• Problem details
Nothing but the lines below between the line holding "filename workspace/frontend/src/components/layout/navbar.rs" and the line holding "pub struct SidebarProviderProps", inclusive, should appear in the answer, each set down exactly.
---
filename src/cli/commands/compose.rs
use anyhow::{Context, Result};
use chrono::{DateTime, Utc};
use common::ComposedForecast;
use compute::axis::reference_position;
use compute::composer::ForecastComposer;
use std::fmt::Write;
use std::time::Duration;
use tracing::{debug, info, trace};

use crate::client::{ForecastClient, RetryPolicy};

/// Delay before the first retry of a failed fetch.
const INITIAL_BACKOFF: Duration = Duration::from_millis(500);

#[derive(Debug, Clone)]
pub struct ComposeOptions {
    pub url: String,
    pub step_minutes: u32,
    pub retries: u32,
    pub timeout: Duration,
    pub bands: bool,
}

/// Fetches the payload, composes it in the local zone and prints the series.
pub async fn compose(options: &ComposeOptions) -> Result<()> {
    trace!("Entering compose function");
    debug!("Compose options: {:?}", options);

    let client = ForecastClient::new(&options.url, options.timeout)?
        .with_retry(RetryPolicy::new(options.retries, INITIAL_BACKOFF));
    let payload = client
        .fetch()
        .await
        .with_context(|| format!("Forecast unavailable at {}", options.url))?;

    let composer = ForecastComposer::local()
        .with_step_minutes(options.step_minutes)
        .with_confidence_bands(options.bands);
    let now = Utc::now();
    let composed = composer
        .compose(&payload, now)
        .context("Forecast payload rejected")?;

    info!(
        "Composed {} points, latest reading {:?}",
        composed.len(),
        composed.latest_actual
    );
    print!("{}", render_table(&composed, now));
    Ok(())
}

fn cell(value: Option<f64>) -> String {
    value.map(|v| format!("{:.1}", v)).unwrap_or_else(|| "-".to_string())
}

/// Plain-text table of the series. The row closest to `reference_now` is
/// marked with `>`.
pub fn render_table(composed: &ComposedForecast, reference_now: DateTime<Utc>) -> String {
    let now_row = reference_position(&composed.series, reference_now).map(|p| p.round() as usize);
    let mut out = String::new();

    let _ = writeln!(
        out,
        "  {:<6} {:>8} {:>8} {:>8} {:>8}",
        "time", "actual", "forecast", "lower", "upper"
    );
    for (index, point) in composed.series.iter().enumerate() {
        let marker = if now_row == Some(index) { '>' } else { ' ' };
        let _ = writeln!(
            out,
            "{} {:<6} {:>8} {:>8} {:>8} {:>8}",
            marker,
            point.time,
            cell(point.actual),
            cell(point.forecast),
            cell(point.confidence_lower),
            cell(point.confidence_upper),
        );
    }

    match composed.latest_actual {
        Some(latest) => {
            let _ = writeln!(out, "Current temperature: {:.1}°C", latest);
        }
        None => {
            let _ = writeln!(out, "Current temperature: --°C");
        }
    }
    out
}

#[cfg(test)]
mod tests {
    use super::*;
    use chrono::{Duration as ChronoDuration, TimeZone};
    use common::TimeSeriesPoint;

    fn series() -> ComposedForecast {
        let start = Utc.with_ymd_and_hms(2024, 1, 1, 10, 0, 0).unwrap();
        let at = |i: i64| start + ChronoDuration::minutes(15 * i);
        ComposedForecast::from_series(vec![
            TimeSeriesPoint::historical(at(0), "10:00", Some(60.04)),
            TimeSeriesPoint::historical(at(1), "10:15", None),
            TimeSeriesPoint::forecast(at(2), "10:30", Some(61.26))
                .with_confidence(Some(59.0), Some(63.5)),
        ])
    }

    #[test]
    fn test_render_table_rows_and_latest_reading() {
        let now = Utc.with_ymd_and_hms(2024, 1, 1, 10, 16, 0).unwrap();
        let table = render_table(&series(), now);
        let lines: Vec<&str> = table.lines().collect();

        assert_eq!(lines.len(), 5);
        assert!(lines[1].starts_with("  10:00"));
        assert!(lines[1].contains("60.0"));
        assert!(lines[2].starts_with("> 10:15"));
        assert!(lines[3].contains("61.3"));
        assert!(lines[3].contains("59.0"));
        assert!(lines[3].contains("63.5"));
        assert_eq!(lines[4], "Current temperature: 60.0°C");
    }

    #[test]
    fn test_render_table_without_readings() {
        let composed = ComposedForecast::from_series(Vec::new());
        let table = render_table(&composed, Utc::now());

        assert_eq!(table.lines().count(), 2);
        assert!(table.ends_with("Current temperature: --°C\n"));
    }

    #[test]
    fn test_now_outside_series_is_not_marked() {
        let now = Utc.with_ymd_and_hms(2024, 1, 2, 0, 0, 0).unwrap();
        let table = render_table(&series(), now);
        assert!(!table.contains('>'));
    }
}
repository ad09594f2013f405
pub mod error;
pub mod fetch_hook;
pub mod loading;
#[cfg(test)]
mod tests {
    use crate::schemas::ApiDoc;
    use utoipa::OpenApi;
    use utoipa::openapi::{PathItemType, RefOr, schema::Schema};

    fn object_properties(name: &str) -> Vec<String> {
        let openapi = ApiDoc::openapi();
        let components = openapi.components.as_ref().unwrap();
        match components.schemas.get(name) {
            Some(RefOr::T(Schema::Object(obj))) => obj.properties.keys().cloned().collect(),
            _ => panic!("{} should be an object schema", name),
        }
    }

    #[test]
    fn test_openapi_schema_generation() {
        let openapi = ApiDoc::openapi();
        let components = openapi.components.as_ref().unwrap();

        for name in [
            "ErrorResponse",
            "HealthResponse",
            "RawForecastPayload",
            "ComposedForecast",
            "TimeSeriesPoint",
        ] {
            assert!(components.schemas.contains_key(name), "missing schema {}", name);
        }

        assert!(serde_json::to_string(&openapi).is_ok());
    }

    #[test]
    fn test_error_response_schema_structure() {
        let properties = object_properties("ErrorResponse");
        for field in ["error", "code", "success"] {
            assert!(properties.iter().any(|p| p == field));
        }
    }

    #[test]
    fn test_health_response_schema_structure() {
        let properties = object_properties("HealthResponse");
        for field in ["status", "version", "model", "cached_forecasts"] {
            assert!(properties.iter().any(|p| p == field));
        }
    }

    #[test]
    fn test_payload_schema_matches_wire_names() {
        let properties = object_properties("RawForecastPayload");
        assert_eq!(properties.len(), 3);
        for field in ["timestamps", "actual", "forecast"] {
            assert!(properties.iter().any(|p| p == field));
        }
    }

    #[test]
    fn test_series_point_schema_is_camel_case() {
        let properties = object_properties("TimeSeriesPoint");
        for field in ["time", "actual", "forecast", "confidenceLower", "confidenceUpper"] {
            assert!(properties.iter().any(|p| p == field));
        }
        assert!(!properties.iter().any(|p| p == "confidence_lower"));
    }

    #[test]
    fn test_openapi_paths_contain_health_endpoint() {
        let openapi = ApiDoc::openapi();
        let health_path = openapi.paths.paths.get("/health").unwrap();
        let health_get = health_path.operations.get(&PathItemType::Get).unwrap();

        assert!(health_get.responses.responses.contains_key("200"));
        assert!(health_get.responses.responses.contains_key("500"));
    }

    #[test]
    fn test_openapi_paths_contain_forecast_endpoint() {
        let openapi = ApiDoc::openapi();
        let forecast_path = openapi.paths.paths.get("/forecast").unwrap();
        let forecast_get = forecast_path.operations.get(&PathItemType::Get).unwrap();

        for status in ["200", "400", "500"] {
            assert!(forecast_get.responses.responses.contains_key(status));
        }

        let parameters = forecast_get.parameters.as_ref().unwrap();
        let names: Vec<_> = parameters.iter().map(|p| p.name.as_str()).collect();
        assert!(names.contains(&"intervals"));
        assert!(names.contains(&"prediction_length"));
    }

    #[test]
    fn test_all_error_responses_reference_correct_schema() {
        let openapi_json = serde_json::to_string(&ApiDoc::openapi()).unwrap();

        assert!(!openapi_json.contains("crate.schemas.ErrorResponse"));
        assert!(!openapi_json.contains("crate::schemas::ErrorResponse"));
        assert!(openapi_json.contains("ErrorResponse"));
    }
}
---
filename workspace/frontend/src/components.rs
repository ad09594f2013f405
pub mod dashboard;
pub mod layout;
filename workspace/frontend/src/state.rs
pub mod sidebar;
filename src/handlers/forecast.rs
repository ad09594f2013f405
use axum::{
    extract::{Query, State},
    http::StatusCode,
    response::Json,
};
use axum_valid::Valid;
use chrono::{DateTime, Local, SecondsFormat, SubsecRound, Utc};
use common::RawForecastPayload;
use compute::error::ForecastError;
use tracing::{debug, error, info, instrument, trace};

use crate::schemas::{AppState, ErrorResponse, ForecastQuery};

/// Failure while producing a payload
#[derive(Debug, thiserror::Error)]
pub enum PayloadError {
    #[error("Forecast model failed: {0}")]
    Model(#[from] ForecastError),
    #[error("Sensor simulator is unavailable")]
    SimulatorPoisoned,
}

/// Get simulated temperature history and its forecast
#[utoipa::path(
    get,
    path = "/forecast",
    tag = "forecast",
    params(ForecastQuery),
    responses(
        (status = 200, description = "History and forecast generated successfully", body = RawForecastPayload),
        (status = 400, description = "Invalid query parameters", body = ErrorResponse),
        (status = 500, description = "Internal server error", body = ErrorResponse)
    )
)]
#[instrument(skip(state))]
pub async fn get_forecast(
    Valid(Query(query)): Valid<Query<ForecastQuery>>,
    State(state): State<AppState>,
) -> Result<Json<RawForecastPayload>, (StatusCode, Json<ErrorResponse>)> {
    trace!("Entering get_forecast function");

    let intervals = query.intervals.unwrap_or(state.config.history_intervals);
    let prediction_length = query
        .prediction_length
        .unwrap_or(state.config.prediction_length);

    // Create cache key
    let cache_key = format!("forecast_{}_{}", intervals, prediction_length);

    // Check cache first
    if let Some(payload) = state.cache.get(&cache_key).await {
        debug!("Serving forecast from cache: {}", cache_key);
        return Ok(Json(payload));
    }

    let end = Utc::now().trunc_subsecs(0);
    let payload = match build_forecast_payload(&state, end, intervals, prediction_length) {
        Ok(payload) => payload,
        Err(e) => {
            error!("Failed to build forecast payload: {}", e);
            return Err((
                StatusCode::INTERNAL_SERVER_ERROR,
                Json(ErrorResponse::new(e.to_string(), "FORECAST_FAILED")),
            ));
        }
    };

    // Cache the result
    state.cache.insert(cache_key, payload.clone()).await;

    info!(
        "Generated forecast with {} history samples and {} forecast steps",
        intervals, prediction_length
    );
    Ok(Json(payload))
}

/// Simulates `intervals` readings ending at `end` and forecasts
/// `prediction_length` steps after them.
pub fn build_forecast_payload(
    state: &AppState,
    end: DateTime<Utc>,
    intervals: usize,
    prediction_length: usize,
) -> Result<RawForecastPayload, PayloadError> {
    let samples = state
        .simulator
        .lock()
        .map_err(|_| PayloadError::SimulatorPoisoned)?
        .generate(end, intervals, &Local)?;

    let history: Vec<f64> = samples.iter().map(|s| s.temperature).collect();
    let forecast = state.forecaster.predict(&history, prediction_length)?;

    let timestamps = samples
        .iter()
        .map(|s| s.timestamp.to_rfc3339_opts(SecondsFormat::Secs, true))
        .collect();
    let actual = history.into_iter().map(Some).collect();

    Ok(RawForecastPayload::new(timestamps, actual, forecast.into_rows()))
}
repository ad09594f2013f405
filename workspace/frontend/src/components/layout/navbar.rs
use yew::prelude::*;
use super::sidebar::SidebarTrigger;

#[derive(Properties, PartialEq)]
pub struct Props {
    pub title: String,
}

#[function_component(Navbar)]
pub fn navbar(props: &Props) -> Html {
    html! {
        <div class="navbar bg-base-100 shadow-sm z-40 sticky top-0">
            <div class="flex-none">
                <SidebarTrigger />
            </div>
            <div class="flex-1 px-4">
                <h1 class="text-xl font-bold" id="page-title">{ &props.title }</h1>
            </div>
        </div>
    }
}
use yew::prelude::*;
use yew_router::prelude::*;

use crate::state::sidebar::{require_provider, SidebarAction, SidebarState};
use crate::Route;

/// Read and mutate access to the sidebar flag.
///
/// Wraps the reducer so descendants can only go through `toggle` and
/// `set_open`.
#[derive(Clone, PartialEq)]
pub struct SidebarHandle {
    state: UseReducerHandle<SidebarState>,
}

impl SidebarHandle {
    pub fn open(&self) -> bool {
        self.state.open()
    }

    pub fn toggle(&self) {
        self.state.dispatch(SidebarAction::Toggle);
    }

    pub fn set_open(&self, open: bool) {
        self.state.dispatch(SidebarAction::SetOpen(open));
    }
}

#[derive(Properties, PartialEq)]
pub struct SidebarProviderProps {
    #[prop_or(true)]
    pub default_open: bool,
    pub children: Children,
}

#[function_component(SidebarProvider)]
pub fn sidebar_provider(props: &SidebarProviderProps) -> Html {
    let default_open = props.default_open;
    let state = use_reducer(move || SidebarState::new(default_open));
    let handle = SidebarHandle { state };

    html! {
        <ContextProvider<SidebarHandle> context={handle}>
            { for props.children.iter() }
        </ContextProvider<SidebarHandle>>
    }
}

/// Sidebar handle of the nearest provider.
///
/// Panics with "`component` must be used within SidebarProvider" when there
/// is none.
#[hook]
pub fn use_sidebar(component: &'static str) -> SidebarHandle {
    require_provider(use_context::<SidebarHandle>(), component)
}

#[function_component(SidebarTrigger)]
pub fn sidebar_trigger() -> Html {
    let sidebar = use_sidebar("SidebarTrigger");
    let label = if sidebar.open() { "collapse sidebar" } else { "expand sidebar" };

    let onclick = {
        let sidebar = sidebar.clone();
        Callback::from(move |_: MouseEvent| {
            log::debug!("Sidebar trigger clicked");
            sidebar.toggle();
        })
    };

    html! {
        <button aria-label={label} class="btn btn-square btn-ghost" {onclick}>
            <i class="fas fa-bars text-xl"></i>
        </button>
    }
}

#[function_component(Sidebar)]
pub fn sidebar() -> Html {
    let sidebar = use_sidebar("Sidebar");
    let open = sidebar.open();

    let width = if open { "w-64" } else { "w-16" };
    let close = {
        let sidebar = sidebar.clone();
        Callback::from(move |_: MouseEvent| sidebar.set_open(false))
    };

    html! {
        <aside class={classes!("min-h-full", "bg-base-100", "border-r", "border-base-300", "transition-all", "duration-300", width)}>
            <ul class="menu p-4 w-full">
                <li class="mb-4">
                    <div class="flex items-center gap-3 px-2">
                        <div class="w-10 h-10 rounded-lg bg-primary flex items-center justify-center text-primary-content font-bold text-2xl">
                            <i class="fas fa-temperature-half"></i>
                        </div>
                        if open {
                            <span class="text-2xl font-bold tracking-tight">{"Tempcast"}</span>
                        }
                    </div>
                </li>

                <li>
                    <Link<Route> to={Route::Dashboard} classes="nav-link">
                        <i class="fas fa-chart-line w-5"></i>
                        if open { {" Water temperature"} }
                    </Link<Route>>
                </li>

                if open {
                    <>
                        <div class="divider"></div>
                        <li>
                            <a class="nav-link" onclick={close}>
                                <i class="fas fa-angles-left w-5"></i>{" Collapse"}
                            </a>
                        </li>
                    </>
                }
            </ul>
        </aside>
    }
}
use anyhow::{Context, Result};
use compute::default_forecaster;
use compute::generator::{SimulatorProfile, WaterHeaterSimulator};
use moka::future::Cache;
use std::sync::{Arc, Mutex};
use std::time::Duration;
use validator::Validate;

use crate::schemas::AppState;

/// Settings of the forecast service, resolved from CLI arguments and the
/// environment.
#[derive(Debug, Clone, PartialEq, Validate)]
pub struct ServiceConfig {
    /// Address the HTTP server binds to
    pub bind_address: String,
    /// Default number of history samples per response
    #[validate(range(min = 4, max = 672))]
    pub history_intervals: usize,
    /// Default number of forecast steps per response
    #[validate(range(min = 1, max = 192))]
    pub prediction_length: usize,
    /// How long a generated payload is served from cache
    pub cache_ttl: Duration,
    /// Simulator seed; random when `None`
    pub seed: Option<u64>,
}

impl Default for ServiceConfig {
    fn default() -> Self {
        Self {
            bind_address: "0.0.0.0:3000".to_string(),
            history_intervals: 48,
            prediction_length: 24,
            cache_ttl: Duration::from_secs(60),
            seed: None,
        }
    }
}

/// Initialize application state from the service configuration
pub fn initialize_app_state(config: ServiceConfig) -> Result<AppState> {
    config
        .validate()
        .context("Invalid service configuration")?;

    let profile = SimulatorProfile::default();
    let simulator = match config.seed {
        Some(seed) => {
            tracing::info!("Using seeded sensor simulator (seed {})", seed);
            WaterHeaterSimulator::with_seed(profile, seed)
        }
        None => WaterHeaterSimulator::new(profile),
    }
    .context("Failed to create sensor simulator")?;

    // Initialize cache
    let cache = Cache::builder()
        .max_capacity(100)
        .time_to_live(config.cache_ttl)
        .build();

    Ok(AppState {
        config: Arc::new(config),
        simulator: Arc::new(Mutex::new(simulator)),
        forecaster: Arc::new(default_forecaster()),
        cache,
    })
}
---
• Solution to the problem
filename workspace/frontend/src/components/layout/navbar.rs
use yew::prelude::*;
use super::sidebar::SidebarTrigger;

#[derive(Properties, PartialEq)]
pub struct Props {
    pub title: String,
}

#[function_component(Navbar)]
pub fn navbar(props: &Props) -> Html {
    html! {
        <div class="navbar bg-base-100 shadow-sm z-40 sticky top-0">
            <div class="flex-none">
                <SidebarTrigger />
            </div>
            <div class="flex-1 px-4">
                <h1 class="text-xl font-bold" id="page-title">{ &props.title }</h1>
            </div>
        </div>
    }
}
use yew::prelude::*;
use yew_router::prelude::*;

use crate::state::sidebar::{require_provider, SidebarAction, SidebarState};
use crate::Route;

/// Read and mutate access to the sidebar flag.
///
/// Wraps the reducer so descendants can only go through `toggle` and
/// `set_open`.
#[derive(Clone, PartialEq)]
pub struct SidebarHandle {
    state: UseReducerHandle<SidebarState>,
}

impl SidebarHandle {
    pub fn open(&self) -> bool {
        self.state.open()
    }

    pub fn toggle(&self) {
        self.state.dispatch(SidebarAction::Toggle);
    }

    pub fn set_open(&self, open: bool) {
        self.state.dispatch(SidebarAction::SetOpen(open));
    }
}

#[derive(Properties, PartialEq)]
pub struct SidebarProviderProps {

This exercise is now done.